Baculovirus infection impacts a host in many ways. Not all tissues are equally affected and the infection process does not develop in the same way in different cell types. Typically, successfully infected host larvae die 3–10 days after the initial infection, and death is often accompanied by larval body liquefaction [3]. Although pathological effects are easily observed particularly in the later phase of infection, the processes that take place in the host in the early stages of infection are still not well understood.

Host-pathogen interaction can be viewed as an arms race between two enemies. The pathogen evolves to optimize host infection and its dispersion, and the insect attempts to improve protection against the pathogen. Insects' responses to virus infections include inducible reactions, such as immune responses as well as physical and chemical barriers that prevent viruses from establishing the infection [4]. Two types of immune responses are known, innate and adaptive. Whereas in vertebrates the immune system is composed of both, in invertebrates only innate responses are present. Innate responses include cellular and humoral response, which share the same signalling pathways [5]. Cellular responses refer to hemocyte-mediated responses like phagocytosis, nodulation and encapsulation. Humoral responses include identifying the invading microbes by pattern recognition proteins and subsequently synthesizing antimicrobial peptides (AMPs). The production of AMPs in insects is regulated by the signalling pathways Toll, Imd and JAK-STAT. Cellular and humoral responses depend on each other and interact in order to clear invading microbes from the organism. Both can lead to the activation of phenoloxidase cascade and subsequent melanization and to the production of reactive oxygen species [5].

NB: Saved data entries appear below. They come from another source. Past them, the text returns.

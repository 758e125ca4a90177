//! Voice catalog
//!
//! Mirrors the engine's voice list and tracks the user's selection.

use crate::tts::SpeechEngine;
use crate::voice::Voice;
use tracing::debug;

#[derive(Debug, Clone, Default)]
pub struct VoiceCatalog {
    voices: Vec<Voice>,
    selected: Option<String>,
}

impl VoiceCatalog {
    pub fn new() -> Self {
        Self::default()
    }

    /// Replace the snapshot with the engine's current voice list.
    ///
    /// Selects the first voice only if nothing is selected yet.
    pub fn refresh(&mut self, engine: &dyn SpeechEngine) {
        self.replace(engine.list_voices());
    }

    /// Replace the snapshot wholesale. Safe to call any number of times.
    pub fn replace(&mut self, voices: Vec<Voice>) {
        self.voices = voices;
        if self.selected.is_none() {
            self.selected = self.voices.first().map(|v| v.name.clone());
        }
        debug!(
            "Voice catalog refreshed: {} voices, selected {:?}",
            self.voices.len(),
            self.selected
        );
    }

    /// Record the chosen voice name. Not checked against the catalog.
    pub fn select(&mut self, name: impl Into<String>) {
        self.selected = Some(name.into());
    }

    pub fn selected(&self) -> Option<&str> {
        self.selected.as_deref()
    }

    pub fn voices(&self) -> &[Voice] {
        &self.voices
    }

    pub fn is_empty(&self) -> bool {
        self.voices.is_empty()
    }

    /// Look up a voice by name in the current snapshot
    pub fn resolve(&self, name: &str) -> Option<&Voice> {
        self.voices.iter().find(|v| v.name == name)
    }

    /// The selected voice, if it is present in the current snapshot
    pub fn selected_voice(&self) -> Option<&Voice> {
        self.selected().and_then(|name| self.resolve(name))
    }
}
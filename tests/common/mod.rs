pub mod fake_engine;

use fake_engine::{FakeEngine, FakeHandle};
use speakpad::session::{Intent, Session};
use speakpad::voice::Voice;

pub fn alice_and_bob() -> Vec<Voice> {
    vec![Voice::new("Alice", "en-US"), Voice::new("Bob", "en-GB")]
}

/// Session over a fake engine that already reports `voices`
pub fn session_with(voices: Vec<Voice>) -> (Session, FakeHandle) {
    let (engine, handle) = FakeEngine::with_voices(voices);
    (Session::new(Box::new(engine)), handle)
}

/// Session with text entered and ready to speak
pub fn session_with_text(text: &str) -> (Session, FakeHandle) {
    let (mut session, handle) = session_with(alice_and_bob());
    session
        .handle(Intent::EditText(text.to_string()))
        .expect("editing text never fails");
    (session, handle)
}
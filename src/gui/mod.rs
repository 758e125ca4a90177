//! GUI module using iced
//!
//! Renders the session and turns button presses into session intents. Engine
//! notifications arrive through the same update loop.

use iced::{Element, Task};
use tracing::{debug, info, warn};

use crate::session::Intent;

// Sub-modules
pub mod app;
pub mod messages;
mod view;

// Re-exports for convenience
pub use app::SpeakpadApp;
pub use messages::Message;

impl SpeakpadApp {
    pub fn update(&mut self, message: Message) -> Task<Message> {
        match message {
            Message::EditText(action) => {
                let is_edit = action.is_edit();
                self.editor.perform(action);
                if is_edit {
                    self.notice = None;
                    self.dispatch(Intent::EditText(self.editor.text()));
                }
            }
            Message::VoiceSelected(voice) => {
                info!("🗣️ Voice selected: {}", voice);
                self.dispatch(Intent::SelectVoice(voice.name));
            }
            Message::SpeakPressed => self.dispatch(Intent::Speak),
            Message::PausePressed => self.dispatch(Intent::Pause),
            Message::ResumePressed => self.dispatch(Intent::Resume),
            Message::StopPressed => self.dispatch(Intent::Stop),
            Message::Engine(event) => {
                debug!("Engine event: {:?}", event);
                if let Err(e) = self.session.handle(event) {
                    self.notice = Some(e.to_string());
                }
            }
            Message::DismissNotice => self.notice = None,
        }
        Task::none()
    }

    pub fn view(&self) -> Element<'_, Message> {
        view::view(self)
    }

    fn dispatch(&mut self, intent: Intent) {
        match self.session.handle(intent) {
            Ok(()) => {}
            Err(e) if e.is_notice() => self.notice = Some(e.to_string()),
            Err(e) => {
                warn!("Intent failed: {}", e);
                self.notice = Some(e.to_string());
            }
        }
    }
}
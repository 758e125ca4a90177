//! Voice and utterance value types

use std::fmt;

/// Language tag stamped on every utterance
pub const LANGUAGE_TAG: &str = "en-US";

/// A synthesis voice as reported by the engine
#[derive(Debug, Clone, PartialEq, Eq)]
pub struct Voice {
    pub name: String,
    pub language: String,
}

impl Voice {
    pub fn new(name: impl Into<String>, language: impl Into<String>) -> Self {
        Self {
            name: name.into(),
            language: language.into(),
        }
    }
}

// Used as the pick list label.
impl fmt::Display for Voice {
    fn fmt(&self, f: &mut fmt::Formatter<'_>) -> fmt::Result {
        write!(f, "{} ({})", self.name, self.language)
    }
}

/// Identifies one speak request so engine notifications can be traced back to it
#[derive(Debug, Clone, Copy, PartialEq, Eq, Hash, PartialOrd, Ord)]
pub struct UtteranceId(pub u64);

impl fmt::Display for UtteranceId {
    fn fmt(&self, f: &mut fmt::Formatter<'_>) -> fmt::Result {
        write!(f, "#{}", self.0)
    }
}

/// One text-to-speech request. Built fresh for every speak intent.
#[derive(Debug, Clone, PartialEq)]
pub struct Utterance {
    pub id: UtteranceId,
    pub text: String,
    pub language: &'static str,
    /// Voice override; `None` lets the engine use its default voice
    pub voice: Option<Voice>,
}

impl Utterance {
    pub fn new(id: UtteranceId, text: impl Into<String>, voice: Option<Voice>) -> Self {
        Self {
            id,
            text: text.into(),
            language: LANGUAGE_TAG,
            voice,
        }
    }

    /// Name of the voice override, if any
    pub fn voice_ref(&self) -> Option<&str> {
        self.voice.as_ref().map(|v| v.name.as_str())
    }
}
//! Main application state for the Speakpad GUI
//!
//! Contains the SpeakpadApp struct and initialization logic.

use futures::stream;
use iced::widget::text_editor;
use iced::Task;
use tokio::sync::mpsc::UnboundedReceiver;
use tracing::info;

use crate::config::Config;
use crate::session::Session;
use crate::tts::EngineEvent;

use super::messages::Message;

/// Main application state
pub struct SpeakpadApp {
    /// Playback session (text, voices, state)
    pub(crate) session: Session,
    /// Text area contents
    pub(crate) editor: text_editor::Content,
    /// User-visible notice, e.g. a rejected speak
    pub(crate) notice: Option<String>,
    /// Configuration
    pub(crate) config: Config,
}

impl SpeakpadApp {
    /// Create the app around a session whose engine reports into `events`
    pub fn new(
        session: Session,
        events: UnboundedReceiver<EngineEvent>,
        config: Config,
    ) -> (Self, Task<Message>) {
        info!(
            "🚀 Speakpad app initialized ({} voices known)",
            session.catalog().voices().len()
        );

        let app = Self {
            editor: text_editor::Content::with_text(session.text()),
            session,
            notice: None,
            config,
        };

        (app, Task::run(engine_events(events), Message::Engine))
    }

    pub fn session(&self) -> &Session {
        &self.session
    }

    pub fn notice(&self) -> Option<&str> {
        self.notice.as_deref()
    }
}

/// Turn the engine's notification channel into a stream for the update loop
fn engine_events(
    events: UnboundedReceiver<EngineEvent>,
) -> impl futures::Stream<Item = EngineEvent> {
    stream::unfold(events, |mut rx| async move {
        rx.recv().await.map(|event| (event, rx))
    })
}
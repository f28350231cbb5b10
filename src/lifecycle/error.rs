use thiserror::Error;

use crate::upgrade::error::{DowngradeDetectedError, HistoryError};

/// Opaque failure from an underlying initializer
pub type BoxError = Box<dyn std::error::Error + Send + Sync + 'static>;

#[derive(Debug, Error)]
pub enum LifecycleError {
    #[error(transparent)]
    Downgrade(#[from] DowngradeDetectedError),

    #[error("Initialisation failed: {source}")]
    InitialisationFailed {
        #[source]
        source: BoxError,
    },

    #[error("Initialisation previously failed and will not be retried: {cause}")]
    PreviouslyFailed { cause: String },
}

impl LifecycleError {
    pub fn initialisation(source: impl Into<BoxError>) -> Self {
        Self::InitialisationFailed {
            source: source.into(),
        }
    }
}

impl From<HistoryError> for LifecycleError {
    fn from(e: HistoryError) -> Self {
        Self::initialisation(e)
    }
}

/// The handle was requested before a successful initialisation
#[derive(Debug, Clone, PartialEq, Eq, Error)]
#[error("Handle not available: lifecycle is {state}")]
pub struct IllegalStateError {
    pub state: &'static str,
}
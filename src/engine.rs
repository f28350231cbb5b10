//! Composition root
//!
//! Wires version detection, backend selection and the lifecycle guard
//! together from explicit collaborators.

use tracing::info;

use crate::backend::selector::{self, BackendFactory, BackendKind};
use crate::config::EngineConfig;
use crate::lifecycle::controller::LifecycleController;
use crate::lifecycle::error::{IllegalStateError, LifecycleError};
use crate::lifecycle::initializer::UnderlyingInitializer;
use crate::upgrade::store::PersistentHistoryStore;
use crate::version::error::MalformedVersionError;
use crate::version::model::HostVersion;
use crate::version::source::VersionSource;

pub struct PluginEngine<I, P, B>
where
    I: UnderlyingInitializer,
    P: PersistentHistoryStore,
{
    host_version: HostVersion,
    backend_kind: BackendKind,
    backend: B,
    lifecycle: LifecycleController<I, P>,
}

impl<I, P, B> PluginEngine<I, P, B>
where
    I: UnderlyingInitializer,
    P: PersistentHistoryStore,
{
    /// Detect the host version, build the backend and prepare the lifecycle guard
    ///
    /// Does not initialise the persistence layer; call [`Self::initialise`].
    pub fn start<F>(
        config: &EngineConfig,
        source: &dyn VersionSource,
        initializer: I,
        history: P,
        factory: &F,
    ) -> Result<Self, MalformedVersionError>
    where
        F: BackendFactory<Backend = B>,
    {
        let host_version = HostVersion::detect(source)?;
        let backend_kind = selector::select(host_version, config.backend_threshold);
        info!(
            "Host version {} (threshold {}): using {} cache backend",
            host_version, config.backend_threshold, backend_kind
        );

        Ok(Self {
            host_version,
            backend_kind,
            backend: factory.create(backend_kind),
            lifecycle: LifecycleController::new(
                host_version,
                config.run_metadata(),
                initializer,
                history,
            ),
        })
    }

    pub fn host_version(&self) -> HostVersion {
        self.host_version
    }

    pub fn backend_kind(&self) -> BackendKind {
        self.backend_kind
    }

    pub fn backend(&self) -> &B {
        &self.backend
    }

    pub fn lifecycle(&self) -> &LifecycleController<I, P> {
        &self.lifecycle
    }

    pub fn initialise(&self) -> Result<(), LifecycleError> {
        self.lifecycle.initialise()
    }

    pub fn handle(&self) -> Result<I::Handle, IllegalStateError> {
        self.lifecycle.handle()
    }
}
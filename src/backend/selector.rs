//! Cache backend selection by host version

use std::fmt;

use crate::version::model::HostVersion;

/// Interchangeable cache backend implementations
#[derive(Debug, Clone, Copy, PartialEq, Eq, Hash)]
pub enum BackendKind {
    /// Delegates to the cache service provided by the host
    HostBacked,
    /// Plugin-local cache for hosts without that service
    InMemory,
}

impl BackendKind {
    pub fn as_str(&self) -> &'static str {
        match self {
            BackendKind::HostBacked => "host-backed",
            BackendKind::InMemory => "in-memory",
        }
    }
}

impl fmt::Display for BackendKind {
    fn fmt(&self, f: &mut fmt::Formatter<'_>) -> fmt::Result {
        f.write_str(self.as_str())
    }
}

/// `HostBacked` from `threshold` onwards, `InMemory` below it
pub fn select(current: HostVersion, threshold: HostVersion) -> BackendKind {
    if current >= threshold {
        BackendKind::HostBacked
    } else {
        BackendKind::InMemory
    }
}

/// Builds the backend instance for a selected kind
pub trait BackendFactory: Send + Sync {
    type Backend;

    fn create(&self, kind: BackendKind) -> Self::Backend;
}

impl<F, B> BackendFactory for F
where
    F: Fn(BackendKind) -> B + Send + Sync,
{
    type Backend = B;

    fn create(&self, kind: BackendKind) -> B {
        self(kind)
    }
}

#[cfg(test)]
mod tests {
    use super::*;
    use crate::config::DEFAULT_BACKEND_THRESHOLD;
    use rstest::rstest;

    #[rstest]
    #[case("6.2", BackendKind::HostBacked)] // threshold itself
    #[case("6.1", BackendKind::InMemory)]
    #[case("7.0", BackendKind::HostBacked)]
    #[case("6.10", BackendKind::HostBacked)]
    #[case("5.9", BackendKind::InMemory)]
    fn select_compares_against_threshold(#[case] current: &str, #[case] expected: BackendKind) {
        let threshold = HostVersion::new(6, 2);
        assert_eq!(select(current.parse().unwrap(), threshold), expected);
    }

    #[test]
    fn default_threshold_is_six_two() {
        assert_eq!(DEFAULT_BACKEND_THRESHOLD, HostVersion::new(6, 2));
    }

    #[test]
    fn closures_act_as_factories() {
        let factory = |kind: BackendKind| format!("{kind} cache");
        assert_eq!(factory.create(BackendKind::InMemory), "in-memory cache");
    }
}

Most of the studies on insect immune systems have been performed in Drosophila as a model organism. Research on Drosophila antiviral responses clearly indicate that antiviral responses differ from antimicrobial responses [6]. While in antibacterial and antifungal responses, Toll and Imd are the leading signalling pathways, in antiviral responses, the JAK-STAT pathway seems to play a main role [7]. Antiviral responses include the RNA interference (RNAi) machinery, which is especially active against RNA viruses; though recent studies show that it also contributes to fighting DNA viral infections [8], [9]. Although most of the studies of the insect immune system have been described in Drosophila, research on baculovirus infection of Lepidoptera suggest that they have a similar antiviral defence system. Host defense pathways implicated in resisting baculovirus infections include melanization and encapsulation [4]. Melanization depends on the prophenoloxidase (PPO) pathway, which, as in blood-clotting systems in vertebrates, leads to the isolation of the pathogen [10], [11]. For instance in Helicoverpa zea, which is semi-permissive to AcMNPV, the processes of melanization together with encapsulation were shown to be able to eliminate viral foci and attenuate disease progression [12]. Lately, it has also been suggested that factors other than only hemocytes' defensive responses may be involved in antiviral defense. Hirai et al. 2004 found that in a Bombycidae host, Antheraea pernyi, baculovirus infection induced the expression of hemolin, an insect immune protein, and that silencing of hemolin affected the progress of viral infection [13]. However, a more recent study was unable to detect changes in the expression of hemolin after infection with baculovirus in two species of Lepidoptera, suggesting that hemolin does not participate in the response to virus infection in all insects [14]. Recently, a number of transcriptional and proteomic studies of host gene expression have shown that immune-related genes are regulated after baculovirus infection [15]–[20], which may indicate that these genes are involved in the response to baculovirus.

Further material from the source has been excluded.